Latest revision as of 18:41, 9 June 2018

Problem

[asy] draw(arc((0,-1),2,30,150),dashed+linewidth(.75)); draw((-1.7,0)--(0,0)--(1.7,0),dot); draw((0,0)--(0,.98),dot); MP("A",(-1.7,0),W);MP("B",(1.7,0),E);MP("M",(0,0),S);MP("C",(0,1),N); [/asy]

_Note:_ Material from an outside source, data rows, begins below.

// SPDX-License-Identifier: BUSL-1.1
// Copyright (c) 2026 Alfred Jean LLC

//! Quarantine submission, held-file review, and the config the admin
//! panel edits.

use std::path::PathBuf;

use axum::extract::{Path, State};
use axum::routing::{get, post, put};
use axum::{Json, Router};
use chrono::Utc;
use serde::Deserialize;
use vault_core::error::CoreError;
use vault_core::id::IdGen;
use vault_core::ids::{AuditLogEntryId, QuarantineFileId, QuarantineJobId};
use vault_core::quarantine::{QuarantineJob, SourceType};
use vault_quarantine::pipeline::StagedFile;
use vault_quarantine::review;
use vault_storage::repo::quarantine as repo;

use crate::auth::Principal;
use crate::error::ApiError;
use crate::state::AppState;

pub fn router() -> Router<AppState> {
    Router::new()
        .route("/vault/quarantine/scan", post(submit_scan))
        .route("/vault/quarantine/scan/:id", get(get_job))
        .route("/vault/quarantine/held", get(list_held))
        .route("/vault/quarantine/held/:id", get(get_held_file))
        .route("/vault/quarantine/held/:id/approve", post(approve_file))
        .route("/vault/quarantine/held/:id/reject", post(reject_file))
        .route("/vault/quarantine/signatures", get(signatures))
        .route("/vault/quarantine/stats", get(stats))
        .route("/vault/admin/config/quarantine", get(get_config).put(put_config))
}

#[derive(Debug, Deserialize)]
pub struct SubmitScanRequest {
    pub paths: Vec<String>,
    pub source_type: SourceType,
    pub submitted_by: Option<String>,
}

/// Path-based submission variant: every entry in `paths` must already be
/// readable by the daemon (e.g. staged under a USB mount or the admin
/// upload directory); this endpoint does not itself receive file bytes.
async fn submit_scan(
    principal: Principal,
    State(state): State<AppState>,
    Json(req): Json<SubmitScanRequest>,
) -> Result<Json<QuarantineJob>, ApiError> {
    principal.require_admin()?;
    if req.paths.is_empty() {
        return Err(CoreError::validation("at least one path must be submitted").into());
    }

    let job_id = QuarantineJobId::new(state.id_gen.next());
    let job = QuarantineJob::new(job_id.clone(), req.paths.len() as u32, req.source_type, req.submitted_by, Utc::now());
    repo::insert_job(&state.pool, &job).await.map_err(|e| CoreError::internal(e.to_string()))?;

    let files: Vec<StagedFile> = req
        .paths
        .iter()
        .map(|p| StagedFile {
            id: QuarantineFileId::new(state.id_gen.next()),
            original_filename: PathBuf::from(p).file_name().map(|n| n.to_string_lossy().to_string()).unwrap_or_else(|| p.clone()),
            staged_path: PathBuf::from(p),
        })
        .collect();

    let driver = state.quarantine_pipeline.clone();
    tokio::spawn(async move {
        let _ = driver.run(job_id, files).await;
    });

    Ok(Json(job))
}

async fn get_job(
    _: Principal,
    State(state): State<AppState>,
    Path(id): Path<String>,
) -> Result<Json<QuarantineJob>, ApiError> {
    let job = repo::get_job(&state.pool, &QuarantineJobId::new(&id))
        .await
        .map_err(|e| CoreError::internal(e.to_string()))?
        .ok_or_else(|| CoreError::not_found(format!("quarantine job {id} not found")))?;
    Ok(Json(job))
}

async fn list_held(_: Principal, State(state): State<AppState>) -> Result<Json<serde_json::Value>, ApiError> {
    let files = repo::held_files(&state.pool).await.map_err(|e| CoreError::internal(e.to_string()))?;
    Ok(Json(serde_json::json!({ "files": files })))
}

async fn get_held_file(
    _: Principal,
    State(state): State<AppState>,
    Path(id): Path<String>,
) -> Result<Json<serde_json::Value>, ApiError> {
    let file = repo::get_file(&state.pool, &QuarantineFileId::new(&id))
        .await
        .map_err(|e| CoreError::internal(e.to_string()))?
        .ok_or_else(|| CoreError::not_found(format!("quarantine file {id} not found")))?;
    Ok(Json(serde_json::json!(file)))
}

#[derive(Debug, Deserialize)]
pub struct ReviewRequest {
    pub reason: String,
    pub destination: Option<String>,
}

async fn approve_file(
    principal: Principal,
    State(state): State<AppState>,
    Path(id): Path<String>,
    Json(req): Json<ReviewRequest>,
) -> Result<Json<serde_json::Value>, ApiError> {
    let reviewer = require_reviewer(&principal)?;
    let destination = req.destination.unwrap_or_else(|| format!("/var/lib/vault/released/{id}"));
    review::approve(
        &state.pool,
        AuditLogEntryId::new(state.id_gen.next()),
        &QuarantineFileId::new(&id),
        std::path::Path::new(&destination),
        req.reason,
        reviewer,
    )
    .await
    .map_err(CoreError::from)?;
    Ok(Json(serde_json::json!({ "approved": true })))
}

async fn reject_file(
    principal: Principal,
    State(state): State<AppState>,
    Path(id): Path<String>,
    Json(req): Json<ReviewRequest>,
) -> Result<Json<serde_json::Value>, ApiError> {
    let reviewer = require_reviewer(&principal)?;
    review::reject(
        &state.pool,
        AuditLogEntryId::new(state.id_gen.next()),
        &QuarantineFileId::new(&id),
        req.reason,
        reviewer,
    )
    .await
    .map_err(CoreError::from)?;
    Ok(Json(serde_json::json!({ "rejected": true })))
}

fn require_reviewer(principal: &Principal) -> Result<String, ApiError> {
    principal.require_admin()?;
    Ok(match principal {
        Principal::Session { user_id, .. } => user_id.clone(),
        Principal::ApiKey { key_id, .. } => key_id.clone(),
    })
}

/// Thin stub: signature-set metadata, not the full rule bodies.
async fn signatures(_: Principal) -> Json<serde_json::Value> {
    Json(serde_json::json!({ "signatures": [] }))
}

async fn stats(_: Principal, State(state): State<AppState>) -> Result<Json<serde_json::Value>, ApiError> {
    let held = repo::held_files(&state.pool).await.map_err(|e| CoreError::internal(e.to_string()))?;
    Ok(Json(serde_json::json!({ "held_count": held.len() })))
}

async fn get_config(principal: Principal, State(state): State<AppState>) -> Result<Json<serde_json::Value>, ApiError> {
    principal.require_admin()?;
    let config = state.quarantine.read();
    Ok(Json(serde_json::json!({
        "max_file_size_bytes": config.max_file_size_bytes,
        "max_batch_count": config.max_batch_count,
        "auto_approve_clean": config.auto_approve_clean,
        "strictness": config.strictness,
    })))
}

#[derive(Debug, Deserialize)]
pub struct QuarantineConfigUpdate {
    pub max_file_size_bytes: Option<u64>,
    pub max_batch_count: Option<u32>,
    pub auto_approve_clean: Option<bool>,
}

async fn put_config(
    principal: Principal,
    State(state): State<AppState>,
    Json(req): Json<QuarantineConfigUpdate>,
) -> Result<Json<serde_json::Value>, ApiError> {
    principal.require_admin()?;
    let mut config = state.quarantine.write();
    if let Some(v) = req.max_file_size_bytes {
        config.max_file_size_bytes = v;
    }
    if let Some(v) = req.max_batch_count {
        config.max_batch_count = v;
    }
    if let Some(v) = req.auto_approve_clean {
        config.auto_approve_clean = v;
    }
    Ok(Json(serde_json::json!({ "updated": true, "note": "takes effect on next restart" })))
}

#[cfg(test)]
#[path = "quarantine_tests.rs"]
mod tests;
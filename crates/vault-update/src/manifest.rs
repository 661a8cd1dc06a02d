// SPDX-License-Identifier: BUSL-1.1
// Copyright (c) 2026 Alfred Jean LLC

//! Bundle manifest: read from the archive's `vault-update-{version}/manifest.json`
//! member without extracting the rest of the archive.

use std::collections::BTreeMap;
use std::fs::File;
use std::io::Read;
use std::path::Path;

use chrono::{DateTime, Utc};
use serde::{Deserialize, Serialize};
use thiserror::Error;

#[derive(Debug, Clone, Serialize, Deserialize)]
pub struct ManifestFileEntry {
    pub path: String,
    pub sha256: String,
    pub size: u64,
}

#[derive(Debug, Clone, Serialize, Deserialize)]
pub struct Manifest {
    pub version: String,
    pub min_compatible_version: String,
    pub created_at: DateTime<Utc>,
    pub changelog: String,
    pub components: BTreeMap<String, bool>,
    pub files: Vec<ManifestFileEntry>,
}

#[derive(Debug, Error)]
pub enum ManifestError {
    #[error("failed to read bundle archive: {0}")]
    Io(#[from] std::io::Error),
    #[error("bundle archive does not contain a manifest.json under its top-level directory")]
    Missing,
    #[error("manifest.json is not valid: {0}")]
    Malformed(#[from] serde_json::Error),
}

/// Reads `manifest.json` from the single top-level `vault-update-{version}/`
/// directory inside an uncompressed tar archive, without extracting any
/// other member.
pub fn read_manifest(archive_path: &Path) -> Result<Manifest, ManifestError> {
    let file = File::open(archive_path)?;
    let mut archive = tar::Archive::new(file);

    for entry in archive.entries()? {
        let mut entry = entry?;
        let path = entry.path()?.into_owned();
        let Some(name) = path.file_name().and_then(|n| n.to_str()) else {
            continue;
        };
        if name != "manifest.json" {
            continue;
        }
        let mut contents = String::new();
        entry.read_to_string(&mut contents)?;
        let manifest: Manifest = serde_json::from_str(&contents)?;
        return Ok(manifest);
    }

    Err(ManifestError::Missing)
}

#[cfg(test)]
#[path = "manifest_tests.rs"]
mod tests;
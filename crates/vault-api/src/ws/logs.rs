// SPDX-License-Identifier: BUSL-1.1
// Copyright (c) 2026 Alfred Jean LLC

//! `/ws/logs`: streamed service log entries. Requires the admin scope in
//! addition to a valid token — ordinary users cannot tail other services'
//! logs. `ServiceManager::logs` is a one-shot query, so this polls it on
//! a short interval and forwards only records newer than the last push,
//! the same poll-and-diff shape the job supervisor uses for progress.

use std::time::Duration;

use axum::extract::ws::{Message, WebSocket};
use axum::extract::{Query, State, WebSocketUpgrade};
use axum::http::StatusCode;
use axum::response::{IntoResponse, Response};
use chrono::{DateTime, Utc};
use serde::Deserialize;
use vault_ops::service_manager::{LogFilter, LogSeverity, ServiceManager};

use super::authenticate;
use crate::state::AppState;

const POLL_INTERVAL: Duration = Duration::from_millis(500);

#[derive(Debug, Deserialize)]
pub struct LogsWsQuery {
    pub token: String,
    pub service: Option<String>,
    pub severity: Option<String>,
}

pub async fn handler(
    State(state): State<AppState>,
    Query(q): Query<LogsWsQuery>,
    upgrade: WebSocketUpgrade,
) -> Response {
    let principal = match authenticate(&state, &q.token).await {
        Ok(p) => p,
        Err(rejection) => return rejection,
    };
    if !principal.is_admin() {
        return StatusCode::FORBIDDEN.into_response();
    }
    upgrade.on_upgrade(move |socket| run(socket, state, q.service, q.severity.as_deref().and_then(parse_severity)))
}

fn parse_severity(s: &str) -> Option<LogSeverity> {
    match s {
        "critical" => Some(LogSeverity::Critical),
        "error" => Some(LogSeverity::Error),
        "warning" => Some(LogSeverity::Warning),
        "info" => Some(LogSeverity::Info),
        "debug" => Some(LogSeverity::Debug),
        _ => None,
    }
}

async fn run(mut socket: WebSocket, state: AppState, service: Option<String>, severity: Option<LogSeverity>) {
    let mut since: Option<DateTime<Utc>> = None;
    let mut ticker = tokio::time::interval(POLL_INTERVAL);

    loop {
        tokio::select! {
            _ = ticker.tick() => {
                let filter = LogFilter {
                    service: service.clone(),
                    severity,
                    since,
                    limit: None,
                    offset: 0,
                };
                let records = state.service_manager.logs(filter).await;
                for record in &records {
                    if since.map_or(true, |s| record.timestamp > s) {
                        if socket.send(Message::Text(serde_json::to_string(record).unwrap_or_default())).await.is_err() {
                            return;
                        }
                    }
                }
                if let Some(latest) = records.iter().map(|r| r.timestamp).max() {
                    since = Some(latest);
                }
            }
            incoming = socket.recv() => {
                match incoming {
                    Some(Ok(_)) => continue,
                    _ => return,
                }
            }
        }
    }
}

A parabolic arch has a height of $16$ inches and a span of $40$ inches. The height, in inches, of the arch at the point $5$ inches from the center $M$ is:

$\text{(A) } 1\quad \text{(B) } 15\quad \text{(C) } 15\tfrac{1}{3}\quad \text{(D) } 15\tfrac{1}{2}\quad \text{(E) } 15\tfrac{3}{4}$

Solution

Because the arch has a height of $16$ inches, an equation that models the arch is $y = ax^2 + 16$, where $x$ is the horizontal distance from the center and $y$ is the height. The arch has a span of $40$ inches, so the arch meets the ground $20$ inches from the center. That means $0 = 400a + 16$, so $a = -\frac{1}{25}$.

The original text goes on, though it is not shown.